▸ **PROBLEM REQUIREMENTS**: The word "channel" occurs in some lines of the listing. Copy those lines.

▸ **DATA IN THIS EXERCISE**:
BEGIN
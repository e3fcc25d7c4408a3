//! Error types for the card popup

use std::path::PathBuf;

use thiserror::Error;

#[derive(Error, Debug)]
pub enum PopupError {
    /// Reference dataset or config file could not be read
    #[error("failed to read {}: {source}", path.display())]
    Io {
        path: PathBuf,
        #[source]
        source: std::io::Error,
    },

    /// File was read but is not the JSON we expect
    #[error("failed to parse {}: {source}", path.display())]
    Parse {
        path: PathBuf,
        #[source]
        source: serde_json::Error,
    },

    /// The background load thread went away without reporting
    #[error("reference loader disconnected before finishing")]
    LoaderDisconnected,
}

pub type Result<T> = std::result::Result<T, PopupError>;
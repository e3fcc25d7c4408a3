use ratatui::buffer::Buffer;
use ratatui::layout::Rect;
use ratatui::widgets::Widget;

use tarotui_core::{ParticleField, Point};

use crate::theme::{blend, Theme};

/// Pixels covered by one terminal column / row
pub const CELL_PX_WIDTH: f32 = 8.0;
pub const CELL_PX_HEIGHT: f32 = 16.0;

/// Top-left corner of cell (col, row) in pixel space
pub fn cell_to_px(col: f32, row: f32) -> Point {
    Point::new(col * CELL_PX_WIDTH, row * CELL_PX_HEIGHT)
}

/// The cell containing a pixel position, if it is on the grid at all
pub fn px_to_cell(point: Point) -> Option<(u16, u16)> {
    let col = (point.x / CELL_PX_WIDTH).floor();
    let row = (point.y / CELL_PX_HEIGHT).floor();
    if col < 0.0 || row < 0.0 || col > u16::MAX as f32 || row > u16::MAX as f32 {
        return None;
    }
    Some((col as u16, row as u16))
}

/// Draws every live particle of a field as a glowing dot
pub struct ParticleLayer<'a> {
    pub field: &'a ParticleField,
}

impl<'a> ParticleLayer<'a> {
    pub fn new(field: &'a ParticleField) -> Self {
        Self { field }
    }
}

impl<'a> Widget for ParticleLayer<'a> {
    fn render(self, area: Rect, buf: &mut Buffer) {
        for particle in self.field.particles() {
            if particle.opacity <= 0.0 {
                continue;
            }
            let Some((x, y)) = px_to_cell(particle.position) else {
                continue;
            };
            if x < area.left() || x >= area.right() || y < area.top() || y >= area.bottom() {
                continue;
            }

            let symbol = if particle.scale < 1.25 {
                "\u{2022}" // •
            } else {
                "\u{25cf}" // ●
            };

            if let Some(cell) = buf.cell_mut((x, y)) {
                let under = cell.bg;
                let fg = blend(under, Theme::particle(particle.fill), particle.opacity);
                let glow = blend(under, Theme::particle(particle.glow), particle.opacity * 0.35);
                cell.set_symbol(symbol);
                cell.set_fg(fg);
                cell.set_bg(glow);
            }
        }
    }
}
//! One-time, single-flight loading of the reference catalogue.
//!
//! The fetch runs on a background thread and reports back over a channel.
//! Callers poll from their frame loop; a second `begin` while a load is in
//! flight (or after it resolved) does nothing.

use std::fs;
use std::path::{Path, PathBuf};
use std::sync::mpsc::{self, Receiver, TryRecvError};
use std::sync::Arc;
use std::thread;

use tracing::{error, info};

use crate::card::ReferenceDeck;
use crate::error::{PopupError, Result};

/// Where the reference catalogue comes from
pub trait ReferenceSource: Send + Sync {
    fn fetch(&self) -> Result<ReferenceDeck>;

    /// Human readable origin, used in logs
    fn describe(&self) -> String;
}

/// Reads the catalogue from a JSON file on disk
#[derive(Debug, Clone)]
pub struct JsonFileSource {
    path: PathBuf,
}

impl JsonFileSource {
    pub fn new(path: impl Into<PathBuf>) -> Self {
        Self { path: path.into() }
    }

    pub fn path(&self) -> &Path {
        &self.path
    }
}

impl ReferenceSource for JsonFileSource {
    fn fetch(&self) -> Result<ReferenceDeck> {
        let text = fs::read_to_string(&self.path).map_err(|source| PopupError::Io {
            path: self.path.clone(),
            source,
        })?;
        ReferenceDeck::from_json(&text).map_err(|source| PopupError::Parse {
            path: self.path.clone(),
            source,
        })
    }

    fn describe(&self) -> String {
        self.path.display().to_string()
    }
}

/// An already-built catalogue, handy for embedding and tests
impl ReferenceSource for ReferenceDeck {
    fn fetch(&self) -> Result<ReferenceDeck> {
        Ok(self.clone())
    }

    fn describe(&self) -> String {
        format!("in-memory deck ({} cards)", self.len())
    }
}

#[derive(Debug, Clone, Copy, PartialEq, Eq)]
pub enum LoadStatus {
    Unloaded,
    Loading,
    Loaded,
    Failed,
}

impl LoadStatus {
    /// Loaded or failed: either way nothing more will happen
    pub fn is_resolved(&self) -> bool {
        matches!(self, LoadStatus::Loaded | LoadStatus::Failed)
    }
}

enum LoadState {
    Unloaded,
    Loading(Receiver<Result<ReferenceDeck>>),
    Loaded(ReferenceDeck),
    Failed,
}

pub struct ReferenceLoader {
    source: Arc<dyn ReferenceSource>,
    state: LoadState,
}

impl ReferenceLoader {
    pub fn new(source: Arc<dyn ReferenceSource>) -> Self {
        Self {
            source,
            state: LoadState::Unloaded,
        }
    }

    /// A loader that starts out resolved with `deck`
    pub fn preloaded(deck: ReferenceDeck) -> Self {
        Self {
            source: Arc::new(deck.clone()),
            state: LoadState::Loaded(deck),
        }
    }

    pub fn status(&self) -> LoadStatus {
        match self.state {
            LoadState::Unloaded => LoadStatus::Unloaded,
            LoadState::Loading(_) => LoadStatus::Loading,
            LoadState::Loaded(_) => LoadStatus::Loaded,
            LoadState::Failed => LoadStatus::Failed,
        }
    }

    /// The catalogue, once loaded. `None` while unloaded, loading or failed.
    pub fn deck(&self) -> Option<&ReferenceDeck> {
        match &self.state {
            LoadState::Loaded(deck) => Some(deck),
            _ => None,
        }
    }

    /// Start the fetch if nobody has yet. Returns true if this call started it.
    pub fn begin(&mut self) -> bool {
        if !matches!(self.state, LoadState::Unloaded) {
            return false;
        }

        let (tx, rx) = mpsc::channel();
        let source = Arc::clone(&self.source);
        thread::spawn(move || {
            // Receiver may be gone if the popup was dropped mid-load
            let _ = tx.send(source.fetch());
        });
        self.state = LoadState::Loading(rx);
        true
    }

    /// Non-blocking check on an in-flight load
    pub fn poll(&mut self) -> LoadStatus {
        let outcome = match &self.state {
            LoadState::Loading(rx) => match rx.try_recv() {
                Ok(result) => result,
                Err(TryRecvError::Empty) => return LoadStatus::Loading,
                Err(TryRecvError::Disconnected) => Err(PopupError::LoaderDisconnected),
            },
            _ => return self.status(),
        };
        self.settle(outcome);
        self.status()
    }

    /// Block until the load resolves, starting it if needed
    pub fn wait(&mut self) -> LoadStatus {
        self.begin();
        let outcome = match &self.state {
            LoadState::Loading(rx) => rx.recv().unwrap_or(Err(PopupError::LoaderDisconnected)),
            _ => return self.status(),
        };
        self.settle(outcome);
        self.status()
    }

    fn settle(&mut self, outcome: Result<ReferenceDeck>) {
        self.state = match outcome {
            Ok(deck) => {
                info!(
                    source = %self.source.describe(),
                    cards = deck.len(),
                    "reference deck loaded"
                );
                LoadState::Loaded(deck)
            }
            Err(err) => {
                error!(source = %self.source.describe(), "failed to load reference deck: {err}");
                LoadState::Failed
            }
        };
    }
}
END
▸ **TASK SOLUTION**:
//! The fetch runs on a background thread and reports back over a channel.
        let (tx, rx) = mpsc::channel();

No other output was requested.